*ASSIGNMENT:*
Among the entries below, find the lines with "HeaderValue" and copy them.

Collected data entries
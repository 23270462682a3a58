//! # Content-Type Gate
//!
//! Routes may restrict the media types their request bodies use. The check
//! runs before any scheme and only looks at headers, so a request rejected
//! here never reaches a verifier.

use std::fmt;
use std::str::FromStr;

use http::header::{CONTENT_LENGTH, CONTENT_TYPE, TRANSFER_ENCODING};
use http::HeaderMap;

use crate::error::{ConfigError, Rejection};

/// A `type/subtype` media range where either part may be `*`.
#[derive(Debug, Clone, PartialEq, Eq, Hash)]
pub struct MediaRange {
    ty: String,
    subtype: String,
}

impl MediaRange {
    /// Whether the media type `ty/subtype` falls inside this range.
    pub fn matches(&self, ty: &str, subtype: &str) -> bool {
        (self.ty == "*" || self.ty.eq_ignore_ascii_case(ty))
            && (self.subtype == "*" || self.subtype.eq_ignore_ascii_case(subtype))
    }
}

impl FromStr for MediaRange {
    type Err = ConfigError;

    fn from_str(s: &str) -> Result<Self, Self::Err> {
        let invalid = || ConfigError::InvalidContentType { value: s.to_string() };
        let (ty, subtype) = split_media_type(s).ok_or_else(invalid)?;
        if ty == "*" && subtype != "*" {
            return Err(invalid());
        }
        Ok(Self {
            ty: ty.to_ascii_lowercase(),
            subtype: subtype.to_ascii_lowercase(),
        })
    }
}

impl fmt::Display for MediaRange {
    fn fmt(&self, f: &mut fmt::Formatter<'_>) -> fmt::Result {
        write!(f, "{}/{}", self.ty, self.subtype)
    }
}

/// Split `type/subtype; params` into its type and subtype.
fn split_media_type(value: &str) -> Option<(&str, &str)> {
    let essence = value.split(';').next()?.trim();
    let (ty, subtype) = essence.split_once('/')?;
    let (ty, subtype) = (ty.trim(), subtype.trim());
    let token = |t: &str| !t.is_empty() && t.bytes().all(|b| b.is_ascii_graphic() && b != b'/');
    if token(ty) && token(subtype) {
        Some((ty, subtype))
    } else {
        None
    }
}

/// Whether the request head announces a body.
fn declares_body(headers: &HeaderMap) -> bool {
    if headers.contains_key(TRANSFER_ENCODING) {
        return true;
    }
    headers
        .get(CONTENT_LENGTH)
        .and_then(|v| v.to_str().ok())
        .and_then(|v| v.trim().parse::<u64>().ok())
        .map_or(false, |len| len > 0)
}

/// Check the request's `Content-Type` against `allow`.
///
/// An empty `allow` accepts everything. A body-less request without a
/// `Content-Type` passes.
pub fn check_content_type(allow: &[MediaRange], headers: &HeaderMap) -> Result<(), Rejection> {
    if allow.is_empty() {
        return Ok(());
    }

    let Some(value) = headers.get(CONTENT_TYPE) else {
        if declares_body(headers) {
            return Err(Rejection::BadRequest("missing content type".into()));
        }
        return Ok(());
    };

    let value = value
        .to_str()
        .map_err(|_| Rejection::BadRequest("content type is not valid ASCII".into()))?;
    let (ty, subtype) = split_media_type(value)
        .ok_or_else(|| Rejection::BadRequest(format!("malformed content type \"{value}\"")))?;

    if allow.iter().any(|range| range.matches(ty, subtype)) {
        Ok(())
    } else {
        Err(Rejection::BadRequest(format!(
            "content type \"{ty}/{subtype}\" is not accepted by this route"
        )))
    }
}
//! # Integration Tests for turnstile-api
//!
//! Drives the demo router and purpose-built routers through
//! `tower::ServiceExt::oneshot`: token issuance, protected routes, role
//! gates, optional authentication, content checks, backend failures, and
//! responder dispatch.

use std::sync::atomic::{AtomicUsize, Ordering};
use std::sync::Arc;

use axum::body::Body;
use axum::http::header::{AUTHORIZATION, CONTENT_TYPE, WWW_AUTHENTICATE};
use axum::http::request::Parts;
use axum::http::{HeaderValue, Request, StatusCode};
use axum::response::Response;
use axum::routing::get;
use axum::Router;
use http_body_util::BodyExt;
use serde_json::Value;
use tower::ServiceExt;

use turnstile_api::demo::{self, DemoConfig, TokenResponse};
use turnstile_api::{Authenticated, Bundler, ErrorBody, JsonResponder};
use turnstile_core::{async_trait, ErrorResponder, Identity, Rejection, RoutePolicy, Scheme, SchemeError, SchemeRegistry};
use turnstile_schemes::{JwtScheme, Principal};

const SECRET: &[u8] = b"integration-test-secret";

/// Helper: build the demo app for `alice`.
fn demo_app() -> Router {
    demo::router(DemoConfig::new(SECRET, "alice")).unwrap()
}

/// Helper: read response body as string.
async fn body_string(response: Response) -> String {
    let bytes = response.into_body().collect().await.unwrap().to_bytes();
    String::from_utf8(bytes.to_vec()).unwrap()
}

/// Helper: read response body as JSON.
async fn body_json(response: Response) -> Value {
    let bytes = response.into_body().collect().await.unwrap().to_bytes();
    serde_json::from_slice(&bytes).unwrap()
}

async fn fetch_token(app: &Router) -> String {
    let response = app
        .clone()
        .oneshot(
            Request::post("/token")
                .header(CONTENT_TYPE, "application/json")
                .body(Body::from("{}"))
                .unwrap(),
        )
        .await
        .unwrap();
    assert_eq!(response.status(), StatusCode::OK);
    let bytes = response.into_body().collect().await.unwrap().to_bytes();
    let token: TokenResponse = serde_json::from_slice(&bytes).unwrap();
    token.token
}

fn get_with_bearer(uri: &str, token: &str) -> Request<Body> {
    Request::get(uri)
        .header(AUTHORIZATION, format!("Bearer {token}"))
        .body(Body::empty())
        .unwrap()
}

// -- Health Probes ------------------------------------------------------------

#[tokio::test]
async fn test_liveness_probe() {
    let response = demo_app()
        .oneshot(Request::get("/health/liveness").body(Body::empty()).unwrap())
        .await
        .unwrap();
    assert_eq!(response.status(), StatusCode::OK);
    assert_eq!(body_string(response).await, "ok");
}

#[tokio::test]
async fn test_readiness_probe() {
    let response = demo_app()
        .oneshot(Request::get("/health/readiness").body(Body::empty()).unwrap())
        .await
        .unwrap();
    assert_eq!(response.status(), StatusCode::OK);
    assert_eq!(body_string(response).await, "ready");
}

// -- Demo: token issuance and /me ---------------------------------------------

#[tokio::test]
async fn test_token_then_me() {
    let app = demo_app();
    let token = fetch_token(&app).await;

    let response = app.oneshot(get_with_bearer("/me", &token)).await.unwrap();
    assert_eq!(response.status(), StatusCode::OK);
    let body = body_json(response).await;
    assert_eq!(body["username"], "alice");
    assert_eq!(body["roles"], serde_json::json!(["user"]));
}

#[tokio::test]
async fn test_token_without_body_is_allowed() {
    let response = demo_app()
        .oneshot(Request::post("/token").body(Body::empty()).unwrap())
        .await
        .unwrap();
    assert_eq!(response.status(), StatusCode::OK);
}

#[tokio::test]
async fn test_token_with_disallowed_content_type() {
    let response = demo_app()
        .oneshot(
            Request::post("/token")
                .header(CONTENT_TYPE, "text/plain")
                .body(Body::from("hello"))
                .unwrap(),
        )
        .await
        .unwrap();
    assert_eq!(response.status(), StatusCode::BAD_REQUEST);
    let body = body_json(response).await;
    assert_eq!(body["error"]["code"], "BAD_REQUEST");
}

#[tokio::test]
async fn test_token_with_non_ascii_content_type() {
    let response = demo_app()
        .oneshot(
            Request::post("/token")
                .header(CONTENT_TYPE, HeaderValue::from_bytes(b"application/json\xff").unwrap())
                .body(Body::from("{}"))
                .unwrap(),
        )
        .await
        .unwrap();
    assert_eq!(response.status(), StatusCode::BAD_REQUEST);
    let body = body_json(response).await;
    assert_eq!(body["error"]["code"], "BAD_REQUEST");
}

#[tokio::test]
async fn test_me_without_token() {
    let response = demo_app()
        .oneshot(Request::get("/me").body(Body::empty()).unwrap())
        .await
        .unwrap();
    assert_eq!(response.status(), StatusCode::UNAUTHORIZED);
    assert_eq!(response.headers()[WWW_AUTHENTICATE], "Bearer");
    let bytes = response.into_body().collect().await.unwrap().to_bytes();
    let body: ErrorBody = serde_json::from_slice(&bytes).unwrap();
    assert_eq!(body.error.code, "UNAUTHORIZED");
}

#[tokio::test]
async fn test_me_with_foreign_signature() {
    let foreign = demo::router(DemoConfig::new(b"some-other-secret".to_vec(), "alice")).unwrap();
    let token = fetch_token(&foreign).await;

    let response = demo_app().oneshot(get_with_bearer("/me", &token)).await.unwrap();
    assert_eq!(response.status(), StatusCode::UNAUTHORIZED);
}

#[tokio::test]
async fn test_me_with_unknown_user() {
    let bob = demo::router(DemoConfig::new(SECRET, "bob")).unwrap();
    let token = fetch_token(&bob).await;

    let response = demo_app().oneshot(get_with_bearer("/me", &token)).await.unwrap();
    assert_eq!(response.status(), StatusCode::UNAUTHORIZED);
}

#[tokio::test]
async fn test_me_with_garbage_token() {
    let response = demo_app()
        .oneshot(get_with_bearer("/me", "not.a.jwt"))
        .await
        .unwrap();
    assert_eq!(response.status(), StatusCode::UNAUTHORIZED);
}

#[tokio::test]
async fn test_metrics_count_outcomes() {
    let app = demo_app();
    let token = fetch_token(&app).await;
    app.clone().oneshot(get_with_bearer("/me", &token)).await.unwrap();
    app.clone()
        .oneshot(Request::get("/me").body(Body::empty()).unwrap())
        .await
        .unwrap();

    let response = app
        .oneshot(Request::get("/health/metrics").body(Body::empty()).unwrap())
        .await
        .unwrap();
    assert_eq!(response.status(), StatusCode::OK);
    let body = body_json(response).await;
    // /token and the first /me
    assert_eq!(body["allowed"], 2);
    assert_eq!(body["unauthorized"], 1);
    assert_eq!(body["forbidden"], 0);
}

// -- Custom routers -----------------------------------------------------------

/// Reads `x-user` and comma-separated `x-roles`; `x-user: down` simulates an
/// unreachable backend.
struct HeaderScheme;

#[async_trait]
impl Scheme for HeaderScheme {
    async fn verify(&self, request: &Parts) -> Result<Arc<dyn Identity>, SchemeError> {
        let user = request
            .headers
            .get("x-user")
            .ok_or(SchemeError::MissingCredentials)?
            .to_str()
            .map_err(|e| SchemeError::Malformed(e.to_string()))?;
        if user == "down" {
            return Err(SchemeError::Unavailable("user directory unreachable".into()));
        }
        let roles = request
            .headers
            .get("x-roles")
            .and_then(|v| v.to_str().ok())
            .unwrap_or("");
        let principal = Principal::new(user).with_roles(roles.split(',').filter(|r| !r.is_empty()));
        Ok(Arc::new(principal))
    }

    fn description(&self) -> &str {
        "test header scheme"
    }
}

/// Wraps [`JsonResponder`] and counts calls.
#[derive(Clone, Default)]
struct CountingResponder {
    calls: Arc<AtomicUsize>,
}

impl CountingResponder {
    fn bump(&self) {
        self.calls.fetch_add(1, Ordering::SeqCst);
    }
}

impl ErrorResponder for CountingResponder {
    type Response = Response;

    fn unauthorized(&self, request: &Parts, error: &Rejection) -> Response {
        self.bump();
        JsonResponder::new().unauthorized(request, error)
    }

    fn forbidden(&self, request: &Parts, error: &Rejection) -> Response {
        self.bump();
        JsonResponder::new().forbidden(request, error)
    }

    fn bad_request(&self, request: &Parts, error: &Rejection) -> Response {
        self.bump();
        JsonResponder::new().bad_request(request, error)
    }

    fn server_error(&self, request: &Parts, error: &Rejection) -> Response {
        self.bump();
        JsonResponder::new().server_error(request, error)
    }
}

struct Harness {
    app: Router,
    handler_hits: Arc<AtomicUsize>,
    responder_calls: Arc<AtomicUsize>,
}

async fn whoami(creds: Option<Authenticated>) -> String {
    match creds {
        Some(creds) => creds.identity().subject().unwrap_or("-").to_string(),
        None => "anonymous".to_string(),
    }
}

fn harness(policy: RoutePolicy) -> Harness {
    let registry = SchemeRegistry::new().with_scheme("header", HeaderScheme);
    let responder = CountingResponder::default();
    let responder_calls = Arc::clone(&responder.calls);
    let bundler = Bundler::new(registry, responder);

    let handler_hits = Arc::new(AtomicUsize::new(0));
    let hits = Arc::clone(&handler_hits);
    let app = Router::new()
        .route(
            "/guarded",
            get(move |creds: Option<Authenticated>| {
                hits.fetch_add(1, Ordering::SeqCst);
                whoami(creds)
            }),
        )
        .route_layer(bundler.layer(policy).unwrap());

    Harness {
        app,
        handler_hits,
        responder_calls,
    }
}

fn guarded(headers: &[(&str, &str)]) -> Request<Body> {
    let mut builder = Request::get("/guarded");
    for (name, value) in headers {
        builder = builder.header(*name, *value);
    }
    builder.body(Body::empty()).unwrap()
}

#[tokio::test]
async fn test_required_allows_and_injects_identity() {
    let h = harness(RoutePolicy::required().scheme("header"));
    let response = h.app.oneshot(guarded(&[("x-user", "carol")])).await.unwrap();
    assert_eq!(response.status(), StatusCode::OK);
    assert_eq!(body_string(response).await, "carol");
    assert_eq!(h.handler_hits.load(Ordering::SeqCst), 1);
    assert_eq!(h.responder_calls.load(Ordering::SeqCst), 0);
}

#[tokio::test]
async fn test_rejection_calls_responder_once_and_skips_handler() {
    let h = harness(RoutePolicy::required().scheme("header"));
    let response = h.app.oneshot(guarded(&[])).await.unwrap();
    assert_eq!(response.status(), StatusCode::UNAUTHORIZED);
    assert_eq!(h.handler_hits.load(Ordering::SeqCst), 0);
    assert_eq!(h.responder_calls.load(Ordering::SeqCst), 1);
}

#[tokio::test]
async fn test_missing_role_is_forbidden() {
    let h = harness(RoutePolicy::required().scheme("header").roles(["admin", "ops"]));
    let response = h
        .app
        .oneshot(guarded(&[("x-user", "carol"), ("x-roles", "user")]))
        .await
        .unwrap();
    assert_eq!(response.status(), StatusCode::FORBIDDEN);
    assert_eq!(h.handler_hits.load(Ordering::SeqCst), 0);
    let body = body_json(response).await;
    assert_eq!(body["error"]["code"], "FORBIDDEN");
}

#[tokio::test]
async fn test_any_listed_role_is_enough() {
    let h = harness(RoutePolicy::required().scheme("header").roles(["admin", "ops"]));
    let response = h
        .app
        .oneshot(guarded(&[("x-user", "carol"), ("x-roles", "user,ops")]))
        .await
        .unwrap();
    assert_eq!(response.status(), StatusCode::OK);
}

#[tokio::test]
async fn test_optional_without_credentials_is_anonymous() {
    let h = harness(RoutePolicy::optional().scheme("header"));
    let response = h.app.oneshot(guarded(&[])).await.unwrap();
    assert_eq!(response.status(), StatusCode::OK);
    assert_eq!(body_string(response).await, "anonymous");
    assert_eq!(h.responder_calls.load(Ordering::SeqCst), 0);
}

#[tokio::test]
async fn test_optional_with_credentials_still_checks_roles() {
    let h = harness(RoutePolicy::optional().scheme("header").role("admin"));
    let response = h.app.oneshot(guarded(&[("x-user", "carol")])).await.unwrap();
    assert_eq!(response.status(), StatusCode::FORBIDDEN);
}

#[tokio::test]
async fn test_backend_failure_is_server_error_without_detail() {
    let h = harness(RoutePolicy::required().scheme("header"));
    let response = h.app.oneshot(guarded(&[("x-user", "down")])).await.unwrap();
    assert_eq!(response.status(), StatusCode::INTERNAL_SERVER_ERROR);
    let body = body_string(response).await;
    assert!(!body.contains("unreachable"), "leaked internal detail: {body}");
    assert_eq!(h.handler_hits.load(Ordering::SeqCst), 0);
}

#[tokio::test]
async fn test_none_mode_ignores_credentials() {
    let h = harness(RoutePolicy::none());
    let response = h.app.oneshot(guarded(&[("x-user", "carol")])).await.unwrap();
    assert_eq!(response.status(), StatusCode::OK);
    assert_eq!(body_string(response).await, "anonymous");
}

#[tokio::test]
async fn test_first_successful_scheme_wins() {
    let jwt = JwtScheme::new(SECRET);
    let token = jwt
        .issue_for(&Principal::new("dave"), chrono::Duration::minutes(5))
        .unwrap();

    let mut registry = SchemeRegistry::new();
    registry.register("jwt", jwt).register("header", HeaderScheme);
    let bundler = Bundler::new(registry, JsonResponder::new());
    let app = Router::new()
        .route(
            "/guarded",
            get(|Authenticated(creds): Authenticated| async move { creds.scheme().to_string() }),
        )
        .route_layer(bundler.layer(RoutePolicy::required().schemes(["jwt", "header"])).unwrap());

    // JWT fails (absent), header succeeds.
    let response = app.clone().oneshot(guarded(&[("x-user", "carol")])).await.unwrap();
    assert_eq!(body_string(response).await, "header");

    // Both present: jwt is listed first.
    let request = Request::get("/guarded")
        .header(AUTHORIZATION, format!("Bearer {token}"))
        .header("x-user", "carol")
        .body(Body::empty())
        .unwrap();
    let response = app.oneshot(request).await.unwrap();
    assert_eq!(body_string(response).await, "jwt");
}

#[tokio::test]
async fn test_reregistration_replaces_scheme() {
    let mut registry = SchemeRegistry::new();
    registry.register("auth", JwtScheme::new(SECRET));
    registry.register("auth", HeaderScheme);
    let bundler = Bundler::new(registry, JsonResponder::new());
    let app = Router::new()
        .route("/guarded", get(whoami))
        .route_layer(bundler.layer(RoutePolicy::required().scheme("auth")).unwrap());

    let response = app.oneshot(guarded(&[("x-user", "erin")])).await.unwrap();
    assert_eq!(response.status(), StatusCode::OK);
    assert_eq!(body_string(response).await, "erin");
}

*YOUR RESPONSE:*
use axum::http::{HeaderValue, Request, StatusCode};
                .header(CONTENT_TYPE, HeaderValue::from_bytes(b"application/json\xff").unwrap())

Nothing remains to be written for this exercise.